News: 288th QM Company reacts to training at CSTX–91
Story by Spc. Charlotte Fitzgerald
FORT HUNTER LIGGETT, Calif. – Located on military bases worldwide, entry control points play a vital role in ensuring the safety of our soldiers and the people both inside and outside of that point.
ECP operations are just one of the many training lanes the soldiers with the 288th Quartermaster Company, based out of Victoria, Texas, are going through at Combat Support Training Exercise – 91 this month. The soldiers reacted to three different scenarios when they went manned the ECP lane at Base Camp Milpitas, located within Fort Hunter Liggett. The training included finding a vehicle-born improvised explosive device, reacting to direct and indirect fire and interacting with role-playing Afghan citizens.
“Even if we go [overseas] to purify water, we will have to go from point A to point B. We need to be able to defend our own assets as we move through there,” said Capt. Duane Fousie, a San Antonio, Texas, native and commander of the 288th. “In addition to that, when you get over there, you wind up doing some additional [Forward Operating Base] support and this is exactly the type of mission you wind up with;guard the east end of the gate, guard both gates;we actually guarded the entire Kuwaiti Naval Base when I was there.”
One of the first scenarios the soldiers encountered during their training included hostile locals coming up to the gate. The soldiers then had to disperse the crowd in the best manner possible.
“We learned how to sustain the area,” said Spc. Arturo Ramirez, a water treatment specialist with the 288th QM Company and Corpus Christi, Texas, native. “We had to regulate who came in and who went out and identify if they were hostile or friendly.”
During the second scenario, the soldiers faced simulated mortar rounds along with local civilians trying to enter the base for work. One of the role-players pretended to receive an injury from the incoming mortar and the 288th had to react with combat life saving and casualty evacuation procedures. The third portion of the training, the soldiers had to search a vehicle and upon doing so, they found a simulated vehicle-borne improvised explosive device and reacted to more incoming rounds.
“We are water support; we are water treatment specialists,” said Spc. Aaron Gonzalez, a Benbolt, Texas, native and water treatment specialist with the 288th. “This training is a good heads up for us because when we get [overseas] we don’t know what to expect.”
Focusing training on the latest enemy techniques, tactics and procedures is crucial.
“This is the second time I have done this training and I learn something new all the time,” Ramirez said. “This is a really good experience for everyone. Everyone should have this training.”

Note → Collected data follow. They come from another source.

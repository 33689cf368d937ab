use std::fmt::{self, Debug, Display, Formatter};

use crate::data::Pos;
use crate::level::Level;
use crate::state::State;

#[derive(Debug, Clone, Copy, PartialEq, Eq)]
enum Contents {
    Empty,
    Box,
    Machine(usize),
    /// Extended part of a machine, anything past the anchor
    Arm(usize),
}

/// Draws a state in the compact format.
///
/// Arms of extended machines are drawn as `=` or `:` - those chars can't be parsed back,
/// a level is always loaded with every machine retracted.
pub struct MapFormatter<'a> {
    level: &'a Level,
    state: &'a State,
}

impl<'a> MapFormatter<'a> {
    pub(crate) fn new(level: &'a Level, state: &'a State) -> Self {
        Self { level, state }
    }

    fn write_to_formatter(&self, f: &mut Formatter<'_>) -> fmt::Result {
        let grid = &self.level.grid;

        let mut state_grid = grid.scratchpad_with_default(Contents::Empty);
        for &b in &self.state.boxes {
            state_grid[b] = Contents::Box;
        }
        for (i, (ms, machine)) in self.state.machines.iter().zip(&self.level.machines).enumerate() {
            for n in 1..ms.len {
                if let Some(pos) = grid.offset(ms.pos, machine.dir, n) {
                    state_grid[pos] = Contents::Arm(i);
                }
            }
            state_grid[ms.pos] = Contents::Machine(i);
        }

        for r in 0..grid.rows() {
            for c in 0..grid.cols() {
                let pos = Pos::new(r, c);
                write!(f, "{}", self.cell_char(pos, state_grid[pos]))?;
            }
            writeln!(f)?;
        }
        Ok(())
    }

    fn cell_char(&self, pos: Pos, contents: Contents) -> char {
        let target = self.level.is_target(pos);
        match contents {
            Contents::Empty if self.level.is_block(pos) => '#',
            Contents::Empty if target => '.',
            Contents::Empty => '-',
            Contents::Box if target => '*',
            Contents::Box => '$',
            Contents::Machine(i) if target => self.level.machines[i].dir.letter(),
            Contents::Machine(i) => self.level.machines[i].dir.arrow(),
            Contents::Arm(i) if self.level.machines[i].dir.is_horizontal() => '=',
            Contents::Arm(_) => ':',
        }
    }
}

impl Display for MapFormatter<'_> {
    fn fmt(&self, f: &mut Formatter<'_>) -> fmt::Result {
        self.write_to_formatter(f)
    }
}

impl Debug for MapFormatter<'_> {
    fn fmt(&self, f: &mut Formatter<'_>) -> fmt::Result {
        write!(f, "{}", self)
    }
}
use std::fmt::{self, Debug, Display, Formatter};

use crate::config::Indexing;
use crate::level::Level;
use crate::solver::transition;
use crate::taps::Taps;

pub struct SolutionFormatter<'a> {
    level: &'a Level,
    taps: &'a Taps,
    indexing: Indexing,
    include_steps: bool,
}

impl<'a> SolutionFormatter<'a> {
    pub fn new(level: &'a Level, taps: &'a Taps, indexing: Indexing, include_steps: bool) -> Self {
        Self {
            level,
            taps,
            indexing,
            include_steps,
        }
    }
}

impl Display for SolutionFormatter<'_> {
    fn fmt(&self, f: &mut Formatter<'_>) -> fmt::Result {
        let offset = self.indexing.offset();
        writeln!(
            f,
            "The solution is the following (rows and columns start from {}):",
            self.indexing
        )?;

        let mut state = self.level.initial_state();
        if self.include_steps {
            writeln!(f, "{}", self.level.format_state(&state))?;
        }

        for tap in self.taps {
            writeln!(
                f,
                "Tap machine on row {} and column {}",
                usize::from(tap.pos.r) + offset,
                usize::from(tap.pos.c) + offset
            )?;

            if self.include_steps {
                // taps from a different level may not fit this one
                let new_state = if tap.machine < state.machines.len() {
                    transition::tap(self.level, &state, tap.machine)
                } else {
                    None
                };
                state = match new_state {
                    Some(new_state) => new_state,
                    None => {
                        writeln!(f, "Invalid tap")?;
                        return Ok(());
                    }
                };
                writeln!(f, "{}", self.level.format_state(&state))?;
            }
        }

        writeln!(f, "{} moves", self.taps.len())
    }
}

impl Debug for SolutionFormatter<'_> {
    fn fmt(&self, f: &mut Formatter<'_>) -> fmt::Result {
        write!(f, "{}", self)
    }
}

Fousie commented that his soldiers do not receive entry control point training during their weekend battle assemblies in Texas. He added the type of training offered at CSTX-91 is what his unit needs to focus on when preparing for future deployments.
CSTX-91 is a sustainment-focused training exercise developed for units in Train/Ready year-3 of the 5-year Army Forces Generation model.
With many of the units participating in CSTX-91 becoming available for deployment next year, the remote training environment Fort Hunter Liggett provides offers rugged terrain, realistic training opportunities and living conditions soldiers may face while deployed.